What to produce
Find every line below that contains the word "IndexedPassages" and copy it out.

Provided data Block Start

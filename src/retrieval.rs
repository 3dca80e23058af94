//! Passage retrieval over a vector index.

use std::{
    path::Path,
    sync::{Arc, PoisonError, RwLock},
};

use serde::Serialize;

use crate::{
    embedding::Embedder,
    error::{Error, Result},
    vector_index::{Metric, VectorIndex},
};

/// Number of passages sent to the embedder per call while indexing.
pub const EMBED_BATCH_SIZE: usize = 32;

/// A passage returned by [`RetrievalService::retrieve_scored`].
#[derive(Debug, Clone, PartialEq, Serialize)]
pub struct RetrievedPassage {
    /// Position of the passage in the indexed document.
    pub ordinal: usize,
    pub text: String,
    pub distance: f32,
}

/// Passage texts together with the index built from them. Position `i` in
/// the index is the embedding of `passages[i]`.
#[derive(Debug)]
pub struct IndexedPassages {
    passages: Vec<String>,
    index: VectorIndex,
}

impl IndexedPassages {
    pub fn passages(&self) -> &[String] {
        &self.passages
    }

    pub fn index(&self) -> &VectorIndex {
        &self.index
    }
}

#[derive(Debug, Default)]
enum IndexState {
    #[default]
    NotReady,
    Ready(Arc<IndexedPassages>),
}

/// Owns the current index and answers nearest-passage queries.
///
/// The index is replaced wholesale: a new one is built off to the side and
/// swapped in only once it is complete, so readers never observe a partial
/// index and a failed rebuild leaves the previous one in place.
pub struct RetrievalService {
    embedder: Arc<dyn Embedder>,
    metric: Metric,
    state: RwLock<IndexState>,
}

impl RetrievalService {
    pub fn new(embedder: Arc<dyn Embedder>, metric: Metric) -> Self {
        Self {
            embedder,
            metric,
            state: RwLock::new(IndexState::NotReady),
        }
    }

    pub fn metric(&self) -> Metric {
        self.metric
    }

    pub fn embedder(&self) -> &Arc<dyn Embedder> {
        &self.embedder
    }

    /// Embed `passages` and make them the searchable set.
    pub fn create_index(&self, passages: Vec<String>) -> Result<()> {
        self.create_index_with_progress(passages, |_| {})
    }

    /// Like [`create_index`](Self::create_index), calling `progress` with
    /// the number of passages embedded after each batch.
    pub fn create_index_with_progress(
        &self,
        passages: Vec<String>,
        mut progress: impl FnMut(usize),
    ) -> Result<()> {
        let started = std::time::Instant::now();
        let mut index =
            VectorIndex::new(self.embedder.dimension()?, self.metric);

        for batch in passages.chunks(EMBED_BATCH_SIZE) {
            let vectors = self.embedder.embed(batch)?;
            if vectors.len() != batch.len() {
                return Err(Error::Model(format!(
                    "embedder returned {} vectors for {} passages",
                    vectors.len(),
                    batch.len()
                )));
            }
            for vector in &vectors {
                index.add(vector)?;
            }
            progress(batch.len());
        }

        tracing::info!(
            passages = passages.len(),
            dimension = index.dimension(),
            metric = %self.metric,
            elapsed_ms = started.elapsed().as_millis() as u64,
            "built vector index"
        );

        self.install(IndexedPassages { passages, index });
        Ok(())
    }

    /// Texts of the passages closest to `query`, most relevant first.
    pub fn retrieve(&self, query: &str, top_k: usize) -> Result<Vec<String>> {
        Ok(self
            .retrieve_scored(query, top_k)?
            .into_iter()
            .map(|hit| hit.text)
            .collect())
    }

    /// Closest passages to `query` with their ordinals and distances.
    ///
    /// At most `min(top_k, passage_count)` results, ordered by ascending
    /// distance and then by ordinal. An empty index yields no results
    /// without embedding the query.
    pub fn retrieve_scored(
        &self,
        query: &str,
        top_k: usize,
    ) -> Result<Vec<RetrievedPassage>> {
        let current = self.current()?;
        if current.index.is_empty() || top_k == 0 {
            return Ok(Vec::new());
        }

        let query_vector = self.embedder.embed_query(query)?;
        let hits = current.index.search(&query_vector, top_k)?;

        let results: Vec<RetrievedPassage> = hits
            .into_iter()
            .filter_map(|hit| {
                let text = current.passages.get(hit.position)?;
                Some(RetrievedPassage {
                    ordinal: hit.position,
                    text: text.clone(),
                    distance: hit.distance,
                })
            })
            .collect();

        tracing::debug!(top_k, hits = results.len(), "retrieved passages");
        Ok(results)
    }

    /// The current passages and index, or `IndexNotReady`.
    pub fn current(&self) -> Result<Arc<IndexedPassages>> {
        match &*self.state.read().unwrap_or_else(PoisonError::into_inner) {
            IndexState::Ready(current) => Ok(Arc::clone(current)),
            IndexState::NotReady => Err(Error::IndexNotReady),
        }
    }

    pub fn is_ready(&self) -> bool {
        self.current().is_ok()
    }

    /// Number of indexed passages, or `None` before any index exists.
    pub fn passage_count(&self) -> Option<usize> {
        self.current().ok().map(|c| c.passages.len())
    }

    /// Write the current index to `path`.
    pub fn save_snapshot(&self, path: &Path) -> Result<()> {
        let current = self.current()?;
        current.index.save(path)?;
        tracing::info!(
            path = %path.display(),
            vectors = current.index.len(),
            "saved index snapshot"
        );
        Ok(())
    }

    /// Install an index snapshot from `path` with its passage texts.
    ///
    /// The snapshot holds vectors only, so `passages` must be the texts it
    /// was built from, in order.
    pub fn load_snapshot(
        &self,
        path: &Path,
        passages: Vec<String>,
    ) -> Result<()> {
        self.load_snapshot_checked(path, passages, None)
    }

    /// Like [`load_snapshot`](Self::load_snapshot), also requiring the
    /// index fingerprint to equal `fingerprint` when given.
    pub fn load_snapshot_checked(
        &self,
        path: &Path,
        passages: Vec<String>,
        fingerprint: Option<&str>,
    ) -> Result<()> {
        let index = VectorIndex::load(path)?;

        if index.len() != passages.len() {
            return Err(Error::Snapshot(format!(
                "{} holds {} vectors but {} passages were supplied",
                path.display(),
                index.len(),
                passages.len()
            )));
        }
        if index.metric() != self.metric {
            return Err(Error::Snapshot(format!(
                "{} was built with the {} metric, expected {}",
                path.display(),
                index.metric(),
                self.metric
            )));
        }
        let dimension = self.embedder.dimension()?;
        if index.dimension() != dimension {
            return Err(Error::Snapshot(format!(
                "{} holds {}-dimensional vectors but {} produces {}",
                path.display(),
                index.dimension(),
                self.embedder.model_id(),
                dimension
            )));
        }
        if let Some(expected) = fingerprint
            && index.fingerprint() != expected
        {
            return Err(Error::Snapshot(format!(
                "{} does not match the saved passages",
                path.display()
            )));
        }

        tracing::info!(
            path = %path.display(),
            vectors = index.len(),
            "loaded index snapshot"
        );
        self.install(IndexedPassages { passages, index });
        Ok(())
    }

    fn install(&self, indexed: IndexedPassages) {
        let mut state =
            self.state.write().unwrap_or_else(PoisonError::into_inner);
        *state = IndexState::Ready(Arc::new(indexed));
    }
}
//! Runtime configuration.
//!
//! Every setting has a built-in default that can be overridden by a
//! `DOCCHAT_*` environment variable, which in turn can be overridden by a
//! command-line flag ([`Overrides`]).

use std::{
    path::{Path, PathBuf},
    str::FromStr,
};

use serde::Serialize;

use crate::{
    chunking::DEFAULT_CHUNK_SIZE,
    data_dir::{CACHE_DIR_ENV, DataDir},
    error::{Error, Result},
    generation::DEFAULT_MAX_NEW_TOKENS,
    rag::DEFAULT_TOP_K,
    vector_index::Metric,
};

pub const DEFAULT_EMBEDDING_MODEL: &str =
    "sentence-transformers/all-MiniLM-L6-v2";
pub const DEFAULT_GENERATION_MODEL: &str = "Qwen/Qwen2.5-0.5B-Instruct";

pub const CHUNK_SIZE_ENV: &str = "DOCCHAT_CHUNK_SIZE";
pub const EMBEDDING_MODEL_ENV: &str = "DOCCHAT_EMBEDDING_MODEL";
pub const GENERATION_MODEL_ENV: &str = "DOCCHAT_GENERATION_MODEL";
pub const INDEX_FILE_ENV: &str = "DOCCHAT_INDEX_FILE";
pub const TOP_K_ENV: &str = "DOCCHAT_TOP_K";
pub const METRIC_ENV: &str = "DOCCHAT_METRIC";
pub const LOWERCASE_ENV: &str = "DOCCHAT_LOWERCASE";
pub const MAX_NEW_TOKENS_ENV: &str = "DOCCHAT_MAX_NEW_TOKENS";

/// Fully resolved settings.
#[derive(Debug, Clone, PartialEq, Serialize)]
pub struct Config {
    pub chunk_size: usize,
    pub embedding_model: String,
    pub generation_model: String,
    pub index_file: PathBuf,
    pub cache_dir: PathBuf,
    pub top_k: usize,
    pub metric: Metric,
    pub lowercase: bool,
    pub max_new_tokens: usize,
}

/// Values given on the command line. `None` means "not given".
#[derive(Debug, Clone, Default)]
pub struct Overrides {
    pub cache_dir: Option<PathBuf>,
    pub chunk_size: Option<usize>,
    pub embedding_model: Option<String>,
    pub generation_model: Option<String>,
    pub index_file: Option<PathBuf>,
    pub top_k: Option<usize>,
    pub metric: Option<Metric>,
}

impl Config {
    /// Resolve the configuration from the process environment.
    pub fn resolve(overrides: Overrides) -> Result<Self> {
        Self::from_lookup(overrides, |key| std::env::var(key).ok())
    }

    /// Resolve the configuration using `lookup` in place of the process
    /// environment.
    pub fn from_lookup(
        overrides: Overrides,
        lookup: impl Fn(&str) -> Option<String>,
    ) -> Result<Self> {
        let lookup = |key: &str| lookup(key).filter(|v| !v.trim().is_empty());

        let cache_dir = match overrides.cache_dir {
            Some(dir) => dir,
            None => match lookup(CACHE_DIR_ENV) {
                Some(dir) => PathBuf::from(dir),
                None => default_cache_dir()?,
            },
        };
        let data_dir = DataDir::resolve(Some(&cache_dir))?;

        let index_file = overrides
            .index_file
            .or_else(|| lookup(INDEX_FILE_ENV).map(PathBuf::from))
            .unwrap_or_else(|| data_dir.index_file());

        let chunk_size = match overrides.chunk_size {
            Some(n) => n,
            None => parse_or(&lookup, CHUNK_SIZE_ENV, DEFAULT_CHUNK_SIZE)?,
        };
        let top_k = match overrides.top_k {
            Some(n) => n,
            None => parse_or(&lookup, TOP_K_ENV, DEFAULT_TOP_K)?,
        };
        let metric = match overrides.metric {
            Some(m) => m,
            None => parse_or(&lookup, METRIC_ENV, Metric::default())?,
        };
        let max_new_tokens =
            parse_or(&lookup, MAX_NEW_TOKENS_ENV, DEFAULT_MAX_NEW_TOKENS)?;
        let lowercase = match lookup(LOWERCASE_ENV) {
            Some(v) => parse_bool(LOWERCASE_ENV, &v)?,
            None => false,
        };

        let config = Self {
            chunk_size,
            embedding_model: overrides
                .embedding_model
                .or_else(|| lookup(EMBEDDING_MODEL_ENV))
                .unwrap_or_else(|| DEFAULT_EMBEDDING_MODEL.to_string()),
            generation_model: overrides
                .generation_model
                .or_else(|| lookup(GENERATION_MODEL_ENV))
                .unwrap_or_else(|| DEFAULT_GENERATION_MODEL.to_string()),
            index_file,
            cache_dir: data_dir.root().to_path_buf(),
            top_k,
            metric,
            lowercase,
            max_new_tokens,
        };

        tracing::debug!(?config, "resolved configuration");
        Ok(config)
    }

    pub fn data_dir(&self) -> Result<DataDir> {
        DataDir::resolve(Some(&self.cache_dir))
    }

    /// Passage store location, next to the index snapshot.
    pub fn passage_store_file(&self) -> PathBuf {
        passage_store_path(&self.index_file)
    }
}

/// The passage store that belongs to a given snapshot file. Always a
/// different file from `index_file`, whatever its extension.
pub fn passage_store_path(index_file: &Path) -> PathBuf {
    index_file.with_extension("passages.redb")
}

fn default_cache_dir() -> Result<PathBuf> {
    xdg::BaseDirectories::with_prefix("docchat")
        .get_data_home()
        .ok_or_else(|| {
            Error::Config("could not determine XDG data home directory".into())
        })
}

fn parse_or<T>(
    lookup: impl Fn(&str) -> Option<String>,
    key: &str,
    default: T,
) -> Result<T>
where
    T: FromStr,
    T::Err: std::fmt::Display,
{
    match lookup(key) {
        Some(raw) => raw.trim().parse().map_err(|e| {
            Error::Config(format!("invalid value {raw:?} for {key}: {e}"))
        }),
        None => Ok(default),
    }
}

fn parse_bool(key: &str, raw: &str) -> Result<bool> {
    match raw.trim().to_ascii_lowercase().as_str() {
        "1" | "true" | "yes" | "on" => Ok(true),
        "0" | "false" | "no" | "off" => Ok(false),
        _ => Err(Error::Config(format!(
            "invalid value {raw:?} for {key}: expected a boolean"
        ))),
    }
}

Provided data Block End

Answer
pub struct IndexedPassages {
impl IndexedPassages {
    Ready(Arc<IndexedPassages>),
        self.install(IndexedPassages { passages, index });
    pub fn current(&self) -> Result<Arc<IndexedPassages>> {
        self.install(IndexedPassages { passages, index });
    fn install(&self, indexed: IndexedPassages) {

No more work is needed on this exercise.